You're also immediately in competition for software professionals with existing software companies. Given the high salaries, most of those employers already have developer friendly working environments and established hiring practices suited to luring developers to work for them. This sort of special case is hard for large companies without an existing empowered developer organisation. I saw a lot of that at the Government as well.

But the real macro problems are much more interesting. Even if you think 50% is a high mark for the ratio of software folk to others, you probably agree you need a lot more than you have today. And those developers just don't exist today to allow everyone to be a software company. Nor would I argue is education in the near term producing enough skilled people to fill that gap tomorrow. So, what happens?

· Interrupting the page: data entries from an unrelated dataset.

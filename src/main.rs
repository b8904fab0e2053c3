//! Playtest - a test runner for Ansible roles and playbooks.
//!
//! This is the main entry point for the Playtest CLI.

use anyhow::Result;
use playtest::cli::{self, Cli};
use tracing_subscriber::{fmt, prelude::*, EnvFilter};

#[tokio::main]
async fn main() -> Result<()> {
    let cli = Cli::parse_args();

    init_logging(cli.verbosity());

    let exit_code = match cli::execute(&cli).await {
        Ok(code) => code,
        Err(e) => {
            eprintln!("playtest: {e}");
            e.exit_code()
        }
    };

    std::process::exit(exit_code);
}

/// Initialize logging based on verbosity level
fn init_logging(verbosity: u8) {
    let filter = match verbosity {
        0 => "warn",
        1 => "info",
        2 => "debug",
        _ => "trace",
    };

    let env_filter = EnvFilter::try_from_default_env().unwrap_or_else(|_| EnvFilter::new(filter));

    tracing_subscriber::registry()
        .with(fmt::layer().with_target(verbosity >= 3))
        .with(env_filter)
        .init();
}
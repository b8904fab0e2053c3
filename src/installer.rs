//! Dependency installation.
//!
//! Wraps the external role-installation tool: the resolved dependency set is
//! written to a requirements document inside the destination directory, then
//! `ansible-galaxy install` is invoked once against it, forcing overwrite of
//! any stale cached copy. A non-zero exit is fatal for the run; retry policy
//! belongs to the caller or the surrounding CI, not to this layer.

use std::path::Path;
use std::process::Stdio;

use tokio::process::Command;
use tracing::{debug, info};

use crate::config::EngineConfig;
use crate::error::{Error, Result};
use crate::requirements::RequirementsFile;
use crate::resolver::ResolvedDependencySet;

/// Installs resolved dependency roles into a destination directory.
#[derive(Debug, Clone)]
pub struct DependencyInstaller {
    engine: EngineConfig,
}

impl DependencyInstaller {
    /// Creates an installer using the given engine binaries.
    pub fn new(engine: EngineConfig) -> Self {
        Self { engine }
    }

    /// Installs every role in `resolved` into `destination_dir`. The
    /// requirements document is written into the destination directory and
    /// discarded with it. No-op for an empty set.
    pub async fn install(
        &self,
        resolved: &ResolvedDependencySet,
        destination_dir: &Path,
    ) -> Result<()> {
        if resolved.is_empty() {
            debug!("no dependencies to install");
            return Ok(());
        }

        let requirements: RequirementsFile = resolved.values().cloned().collect();
        let requirements_path = destination_dir.join("requirements.yml");
        requirements.write_to_file(&requirements_path).await?;

        debug!(
            count = resolved.len(),
            dest = %destination_dir.display(),
            "installing dependency roles"
        );

        let output = Command::new(&self.engine.galaxy_bin)
            .arg("install")
            .arg("--force")
            .arg("--role-file")
            .arg(&requirements_path)
            .arg("--roles-path")
            .arg(destination_dir)
            .stdin(Stdio::null())
            .stdout(Stdio::piped())
            .stderr(Stdio::piped())
            .output()
            .await
            .map_err(|e| {
                Error::config(format!(
                    "Failed to spawn '{}': {}",
                    self.engine.galaxy_bin.display(),
                    e
                ))
            })?;

        for line in String::from_utf8_lossy(&output.stdout).lines() {
            info!(target: "playtest::galaxy", "{}", line);
        }

        if !output.status.success() {
            return Err(Error::Installation {
                stderr: String::from_utf8_lossy(&output.stderr).to_string(),
            });
        }

        Ok(())
    }
}

#[cfg(test)]
mod tests {
    use super::*;
    use crate::requirements::RoleRequirement;
    use std::os::unix::fs::PermissionsExt;

    fn stub_galaxy(dir: &Path, script: &str) -> std::path::PathBuf {
        let path = dir.join("fake-galaxy");
        std::fs::write(&path, format!("#!/bin/sh\n{}\n", script)).unwrap();
        std::fs::set_permissions(&path, std::fs::Permissions::from_mode(0o755)).unwrap();
        path
    }

    fn resolved_one() -> ResolvedDependencySet {
        let mut set = ResolvedDependencySet::new();
        set.insert(
            "role1".to_string(),
            RoleRequirement::with_src("role1", "base/role1.tar.gz"),
        );
        set
    }

    #[tokio::test]
    async fn test_empty_set_spawns_nothing() {
        let temp = tempfile::tempdir().unwrap();
        // A galaxy binary that would fail if ever invoked.
        let galaxy = stub_galaxy(temp.path(), "exit 1");
        let installer = DependencyInstaller::new(EngineConfig::new("ansible-playbook", galaxy));
        installer
            .install(&ResolvedDependencySet::new(), temp.path())
            .await
            .unwrap();
        assert!(!temp.path().join("requirements.yml").exists());
    }

    #[tokio::test]
    async fn test_writes_requirements_and_invokes_tool() {
        let temp = tempfile::tempdir().unwrap();
        let galaxy = stub_galaxy(temp.path(), r#"echo "args: $@" > "$(dirname "$0")/galaxy.args""#);
        let installer = DependencyInstaller::new(EngineConfig::new("ansible-playbook", galaxy));
        installer.install(&resolved_one(), temp.path()).await.unwrap();

        let requirements = std::fs::read_to_string(temp.path().join("requirements.yml")).unwrap();
        assert!(requirements.contains("name: role1"));
        assert!(requirements.contains("src: base/role1.tar.gz"));

        let args = std::fs::read_to_string(temp.path().join("galaxy.args")).unwrap();
        assert!(args.contains("install"));
        assert!(args.contains("--force"));
        assert!(args.contains("--role-file"));
        assert!(args.contains("--roles-path"));
    }

    #[tokio::test]
    async fn test_nonzero_exit_surfaces_stderr() {
        let temp = tempfile::tempdir().unwrap();
        let galaxy = stub_galaxy(temp.path(), "echo 'galaxy unreachable' >&2; exit 1");
        let installer = DependencyInstaller::new(EngineConfig::new("ansible-playbook", galaxy));
        let err = installer
            .install(&resolved_one(), temp.path())
            .await
            .unwrap_err();
        match err {
            Error::Installation { stderr } => assert!(stderr.contains("galaxy unreachable")),
            other => panic!("unexpected error: {other:?}"),
        }
    }
}
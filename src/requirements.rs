//! Requirements file handling.
//!
//! A requirements file is an ordered YAML list of role dependency
//! declarations, each a `{name, src}` map. The legacy plain-string form
//! (`- rolename`) is accepted on read; writing always produces the map form,
//! which is what `ansible-galaxy install --role-file` consumes.

use std::path::Path;

use serde::{Deserialize, Serialize};
use tracing::debug;

use crate::error::{Error, Result};

/// One role dependency declaration, from role metadata or a requirements
/// file. Identity is the role name; the source says where to fetch it from.
#[derive(Debug, Clone, PartialEq, Eq, Serialize, Deserialize)]
pub struct RoleRequirement {
    /// Role name
    pub name: String,
    /// Fetch source (Galaxy name, URL, tarball path); absent means the name
    /// itself is the source
    #[serde(default, skip_serializing_if = "Option::is_none")]
    pub src: Option<String>,
}

impl RoleRequirement {
    /// Creates a requirement with just a name.
    pub fn named(name: impl Into<String>) -> Self {
        Self {
            name: name.into(),
            src: None,
        }
    }

    /// Creates a requirement with a name and an explicit source.
    pub fn with_src(name: impl Into<String>, src: impl Into<String>) -> Self {
        Self {
            name: name.into(),
            src: Some(src.into()),
        }
    }
}

/// Ordered sequence of role dependency declarations.
#[derive(Debug, Clone, Default, PartialEq, Eq)]
pub struct RequirementsFile {
    /// Declarations in file order
    pub roles: Vec<RoleRequirement>,
}

impl RequirementsFile {
    /// Creates an empty requirements file.
    pub fn new() -> Self {
        Self::default()
    }

    /// Parses a requirements document from YAML text.
    pub fn from_str(content: &str) -> Result<Self> {
        let raw: Vec<RequirementRaw> = serde_yaml::from_str(content)?;
        let roles = raw.into_iter().map(RoleRequirement::from).collect();
        Ok(Self { roles })
    }

    /// Reads a requirements file from disk.
    pub async fn from_path(path: impl AsRef<Path>) -> Result<Self> {
        let path = path.as_ref();
        let content = tokio::fs::read_to_string(path).await.map_err(|e| {
            Error::config(format!(
                "Failed to read requirements file '{}': {}",
                path.display(),
                e
            ))
        })?;
        debug!(path = %path.display(), "parsed requirements file");
        Self::from_str(&content)
    }

    /// Serializes to a YAML document.
    pub fn to_yaml(&self) -> Result<String> {
        Ok(serde_yaml::to_string(&self.roles)?)
    }

    /// Writes the requirements document to disk.
    pub async fn write_to_file(&self, path: impl AsRef<Path>) -> Result<()> {
        let content = self.to_yaml()?;
        tokio::fs::write(path.as_ref(), content).await?;
        Ok(())
    }

    /// Returns true when no declarations are present.
    pub fn is_empty(&self) -> bool {
        self.roles.is_empty()
    }

    /// Number of declarations.
    pub fn len(&self) -> usize {
        self.roles.len()
    }
}

impl FromIterator<RoleRequirement> for RequirementsFile {
    fn from_iter<I: IntoIterator<Item = RoleRequirement>>(iter: I) -> Self {
        Self {
            roles: iter.into_iter().collect(),
        }
    }
}

// Raw parsing structure: entries can be a plain string or a {name, src} map.
#[derive(Debug, Deserialize)]
#[serde(untagged)]
enum RequirementRaw {
    Simple(String),
    Full {
        name: String,
        #[serde(default)]
        src: Option<String>,
    },
}

impl From<RequirementRaw> for RoleRequirement {
    fn from(raw: RequirementRaw) -> Self {
        match raw {
            RequirementRaw::Simple(name) => RoleRequirement::named(name),
            RequirementRaw::Full { name, src } => RoleRequirement { name, src },
        }
    }
}

#[cfg(test)]
mod tests {
    use super::*;
    use pretty_assertions::assert_eq;

    #[test]
    fn test_parse_map_entries() {
        let yaml = r#"
- name: role1
  src: external-role-base/role1.tar.gz
- name: role2
"#;
        let requirements = RequirementsFile::from_str(yaml).unwrap();
        assert_eq!(requirements.len(), 2);
        assert_eq!(
            requirements.roles[0],
            RoleRequirement::with_src("role1", "external-role-base/role1.tar.gz")
        );
        assert_eq!(requirements.roles[1], RoleRequirement::named("role2"));
    }

    #[test]
    fn test_parse_legacy_string_entries() {
        let yaml = "- geerlingguy.nginx\n- geerlingguy.docker\n";
        let requirements = RequirementsFile::from_str(yaml).unwrap();
        assert_eq!(requirements.len(), 2);
        assert_eq!(requirements.roles[0].name, "geerlingguy.nginx");
        assert_eq!(requirements.roles[0].src, None);
    }

    #[test]
    fn test_parse_preserves_order() {
        let yaml = "- name: c\n- name: a\n- name: b\n";
        let requirements = RequirementsFile::from_str(yaml).unwrap();
        let names: Vec<&str> = requirements.roles.iter().map(|r| r.name.as_str()).collect();
        assert_eq!(names, vec!["c", "a", "b"]);
    }

    #[test]
    fn test_to_yaml_writes_map_form() {
        let requirements: RequirementsFile =
            [RoleRequirement::with_src("role1", "https://example.com/role1.tar.gz")]
                .into_iter()
                .collect();
        let yaml = requirements.to_yaml().unwrap();
        assert!(yaml.contains("name: role1"));
        assert!(yaml.contains("src: https://example.com/role1.tar.gz"));
    }

    #[test]
    fn test_roundtrip() {
        let original: RequirementsFile = [
            RoleRequirement::with_src("role1", "base/role1.tar.gz"),
            RoleRequirement::named("role2"),
        ]
        .into_iter()
        .collect();
        let reparsed = RequirementsFile::from_str(&original.to_yaml().unwrap()).unwrap();
        assert_eq!(original, reparsed);
    }

    #[test]
    fn test_invalid_yaml_is_error() {
        assert!(RequirementsFile::from_str("{not a list").is_err());
    }
}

  • Does everyone sort-of become a software company but not quite?
  • Do most organisations struggle to hire and maintain a software team and see the endeavour fail?
  • Do increasing numbers of developers end up working for a small number of larger and larger software companies?
  • Does outsourcing bounceback, adapt and demonstrate innovation and transformation qualities to go along with the scale?
  • Countries like India or China are able to produce enough software engineers at scale to allow there companies to act on everyone becoming a software company?
  • We see clear winners and losers, ie. companies which become software companies and accelarate away from those that don't?

Personally I think to take advantage of the idea behind the meme we're going to need order of magnitude more efficient approaches to software delivery. What that looks like is the most interesting question of all.

Caveats

The above is not a detailed analysis, and undoutedly has a few holes. It also doesn't overly question the advantage of being a software company, or really question what we actually mean by everyone. But I think the central point holds: Everyone is NOT a software company, nor will everyone be a software company any time soon, unless we come up with a fundamentally better approach to service delivery.